• _Task to carry out_: Which lines of the records contain "Party"? Collect every one of them.
_ _ _
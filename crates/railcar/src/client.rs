use chrono::{DateTime, Utc};
use model::{
    equipment::Equipment,
    event::Event,
    location::Location,
    waybill::{Party, RouteHop, Waybill},
};
use utility::let_also::LetAlso;

use crate::{
    database::{Database, EquipmentRepo, EventRepo, LocationRepo, Repo},
    RequestError, RequestResult,
};

/// Read access to the stored datasets, including the views derived from a
/// single waybill.
#[derive(Debug, Clone)]
pub struct Client<D>
where
    D: Database,
{
    pub database: D,
}

impl<D> Client<D>
where
    D: Database,
{
    pub fn new(database: D) -> Self {
        Self { database }
    }

    pub async fn get_locations(&self) -> RequestResult<Vec<Location>> {
        Ok(Repo::<Location>::get_all(&mut self.database.auto()).await?)
    }

    pub async fn get_location(&self, id: &str) -> RequestResult<Location> {
        Ok(Repo::<Location>::get(&mut self.database.auto(), id).await?)
    }

    pub async fn get_equipment(&self) -> RequestResult<Vec<Equipment>> {
        Ok(Repo::<Equipment>::get_all(&mut self.database.auto()).await?)
    }

    /// A single railcar by its record id, not by its reporting mark.
    pub async fn get_equipment_item(&self, id: &str) -> RequestResult<Equipment> {
        Ok(Repo::<Equipment>::get(&mut self.database.auto(), id).await?)
    }

    pub async fn get_waybills(&self) -> RequestResult<Vec<Waybill>> {
        Ok(Repo::<Waybill>::get_all(&mut self.database.auto()).await?)
    }

    pub async fn get_waybill(&self, id: &str) -> RequestResult<Waybill> {
        Ok(Repo::<Waybill>::get(&mut self.database.auto(), id).await?)
    }

    pub async fn get_event(&self, id: &str) -> RequestResult<Event> {
        Ok(Repo::<Event>::get(&mut self.database.auto(), id).await?)
    }

    /// All events, or only those posted after `after`.
    pub async fn get_events(
        &self,
        after: Option<DateTime<Utc>>,
    ) -> RequestResult<Vec<Event>> {
        Ok(self.database.auto().events_posted_after(after).await?)
    }
}

// waybill views

impl<D> Client<D>
where
    D: Database,
{
    /// The railcar a waybill was issued for.
    pub async fn waybill_equipment(&self, id: &str) -> RequestResult<Vec<Equipment>> {
        let waybill = self.get_waybill(id).await?;
        self.database
            .auto()
            .by_equipment_id(&waybill.equipment_id)
            .await?
            .let_owned(Ok)
    }

    pub async fn waybill_events(
        &self,
        id: &str,
        after: Option<DateTime<Utc>>,
    ) -> RequestResult<Vec<Event>> {
        let waybill = self.get_waybill(id).await?;
        self.database
            .auto()
            .events_by_waybill(&waybill.id, after)
            .await?
            .let_owned(Ok)
    }

    /// Origin and destination of a waybill, in that order. Locations which
    /// are not stored are left out.
    pub async fn waybill_locations(&self, id: &str) -> RequestResult<Vec<Location>> {
        let waybill = self.get_waybill(id).await?;
        let ids = vec![waybill.origin_id, waybill.destination_id];
        let mut locations = self.database.auto().get_many(&ids).await?;
        locations.sort_by_key(|location| ids.iter().position(|id| *id == location.id));
        Ok(locations)
    }

    pub async fn waybill_route(&self, id: &str) -> RequestResult<Vec<RouteHop>> {
        self.get_waybill(id)
            .await?
            .route()
            .map_err(RequestError::other)
    }

    pub async fn waybill_parties(&self, id: &str) -> RequestResult<Vec<Party>> {
        self.get_waybill(id)
            .await?
            .parties()
            .map_err(RequestError::other)
    }
}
_ _ _
• _Answer space_:
    waybill::{Party, RouteHop, Waybill},
    pub async fn waybill_parties(&self, id: &str) -> RequestResult<Vec<Party>> {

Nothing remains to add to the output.